The design for Mr. Yuk came from a team of medical experts interviewed children under the age of 5 and recorded their facial expressions when asked about poison. Based on this, the researchers developed three concepts for a new poison warning symbol: face with X's for eyes, a mad face, or a sick looking face with the tongue out. After drafting up a version of each of these, they were shown to children along with the skull and crossbones and the kids were asked to choose the faces in "the order they liked best." In almost all cases, the sick face finished last.

"The skull and crossbones was designed by adults for adults," Moriarty told the paper. "Mr. Yuk is actually the first symbol specifically designed for kids."

Within a year of its creation, some two million Mr. Yuk stickers were distributed freely to parents to help prevent the poisoning of children. By 1980, 50 million of these stickers were distributed every year by poison control centers.

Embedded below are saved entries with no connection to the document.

// Rust guideline compliant 2026-10-18

//! Configuration management for Coupons.

use crate::lifecycle::DEFAULT_EXPIRING_SOON_DAYS;
use crate::Result;
use serde::{Deserialize, Serialize};
use std::path::Path;

/// Output format for command results.
#[derive(Debug, Clone, Copy, PartialEq, Eq, Serialize, Deserialize, Default)]
#[serde(rename_all = "snake_case")]
pub enum OutputFormat {
    /// JSON output format.
    Json,
    /// Human-readable table format.
    #[default]
    Table,
    /// Plain text format.
    Plain,
}

/// Configuration for Coupons behavior.
#[derive(Debug, Clone, PartialEq, Eq, Serialize, Deserialize)]
pub struct Config {
    /// Width, in days, of the expiring-soon window.
    #[serde(default = "default_expiring_soon_days")]
    pub expiring_soon_days: u32,

    /// Maximum accepted receipt image size in bytes.
    #[serde(default = "default_max_image_bytes")]
    pub max_image_bytes: u64,

    /// Default output format for commands.
    #[serde(default)]
    pub output_format: OutputFormat,

    /// Owner used when none is given on the command line.
    #[serde(default, skip_serializing_if = "Option::is_none")]
    pub owner: Option<String>,
}

fn default_expiring_soon_days() -> u32 {
    DEFAULT_EXPIRING_SOON_DAYS
}

/// 5 MiB.
fn default_max_image_bytes() -> u64 {
    5 * 1024 * 1024
}

const MAX_EXPIRING_SOON_DAYS: u32 = 365;

impl Default for Config {
    fn default() -> Self {
        Self {
            expiring_soon_days: default_expiring_soon_days(),
            max_image_bytes: default_max_image_bytes(),
            output_format: OutputFormat::default(),
            owner: None,
        }
    }
}

impl Config {
    /// Loads configuration from file and environment variables.
    ///
    /// Configuration is loaded in the following order (later overrides earlier):
    /// 1. Default values
    /// 2. Configuration file at `.coupons/config.toml`
    /// 3. Environment variables with `COUPONS_` prefix
    ///
    /// # Arguments
    ///
    /// * `coupons_dir` - Path to the `.coupons` directory
    ///
    /// # Errors
    ///
    /// Returns an error if:
    /// - Configuration file exists but cannot be read
    /// - Configuration file contains invalid TOML
    /// - Configuration values fail validation
    pub fn load(coupons_dir: &Path) -> Result<Self> {
        let mut config = Self::default();

        let config_path = coupons_dir.join("config.toml");
        if config_path.exists() {
            let content = std::fs::read_to_string(&config_path)?;
            config = toml::from_str(&content)
                .map_err(|e| crate::Error::Validation(format!("Invalid config file: {}", e)))?;
        }

        config.apply_env_overrides()?;
        config.validate()?;

        Ok(config)
    }

    /// Applies environment variable overrides to the configuration.
    ///
    /// Supported environment variables:
    /// - `COUPONS_EXPIRING_SOON_DAYS` - Expiring-soon window in days
    /// - `COUPONS_MAX_IMAGE_BYTES` - Receipt size limit in bytes
    /// - `COUPONS_OUTPUT_FORMAT` - Output format (json/table/plain)
    /// - `COUPONS_OWNER` - Default owner
    ///
    /// # Errors
    ///
    /// Returns an error if environment variable values are invalid.
    fn apply_env_overrides(&mut self) -> Result<()> {
        if let Ok(val) = std::env::var("COUPONS_EXPIRING_SOON_DAYS") {
            self.expiring_soon_days = val.parse().map_err(|_| {
                crate::Error::Validation(
                    "COUPONS_EXPIRING_SOON_DAYS must be a non-negative number".to_string(),
                )
            })?;
        }

        if let Ok(val) = std::env::var("COUPONS_MAX_IMAGE_BYTES") {
            self.max_image_bytes = val.parse().map_err(|_| {
                crate::Error::Validation(
                    "COUPONS_MAX_IMAGE_BYTES must be a positive number".to_string(),
                )
            })?;
        }

        if let Ok(val) = std::env::var("COUPONS_OUTPUT_FORMAT") {
            self.output_format = match val.as_str() {
                "json" => OutputFormat::Json,
                "table" => OutputFormat::Table,
                "plain" => OutputFormat::Plain,
                _ => {
                    return Err(crate::Error::Validation(
                        "COUPONS_OUTPUT_FORMAT must be json, table, or plain".to_string(),
                    ))
                }
            };
        }

        if let Ok(val) = std::env::var("COUPONS_OWNER") {
            if !val.trim().is_empty() {
                self.owner = Some(val.trim().to_string());
            }
        }

        Ok(())
    }

    /// Validates the configuration values.
    ///
    /// # Errors
    ///
    /// Returns an error if:
    /// - expiring_soon_days exceeds 365
    /// - max_image_bytes is zero
    /// - owner is set but blank
    fn validate(&self) -> Result<()> {
        if self.expiring_soon_days > MAX_EXPIRING_SOON_DAYS {
            return Err(crate::Error::Validation(format!(
                "expiring_soon_days must be at most {}, got {}",
                MAX_EXPIRING_SOON_DAYS, self.expiring_soon_days
            )));
        }

        if self.max_image_bytes == 0 {
            return Err(crate::Error::Validation(
                "max_image_bytes must be greater than 0".to_string(),
            ));
        }

        if self.owner.as_deref().is_some_and(|owner| owner.trim().is_empty()) {
            return Err(crate::Error::Validation(
                "owner cannot be blank".to_string(),
            ));
        }

        Ok(())
    }

    /// Saves the configuration to a TOML file.
    ///
    /// # Arguments
    ///
    /// * `coupons_dir` - Path to the `.coupons` directory
    ///
    /// # Errors
    ///
    /// Returns an error if the file cannot be written or serialization fails.
    pub fn save(&self, coupons_dir: &Path) -> Result<()> {
        let config_path = coupons_dir.join("config.toml");
        let content = toml::to_string_pretty(self).map_err(|e| {
            crate::Error::Validation(format!("Failed to serialize config: {}", e))
        })?;
        std::fs::write(&config_path, content)?;
        Ok(())
    }
}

The program continued for decades (indeed, you can still write in for free Mr. Yuk stickers today), but starting in the 1980s, a series of studies found that the stickers were ineffective at repelling children from toxic materials and would in some instances actually attract them to the poison. Most recently it was investigated (and rejected) as a way to stop kids from eating THC-infused edibles, much to the ire of cannabis advocates since marijuana isn't a poison.

The history of Mr. Yuk is an interesting look at the difficulty of designing warning signs that are intelligible regardless of the language spoken (or in the case of children, the ability to understand language at all). It's a tough problem to solve, but as far as keeping kids away from poison goes, the most effective route is to just keep it in an inaccessible place to begin with.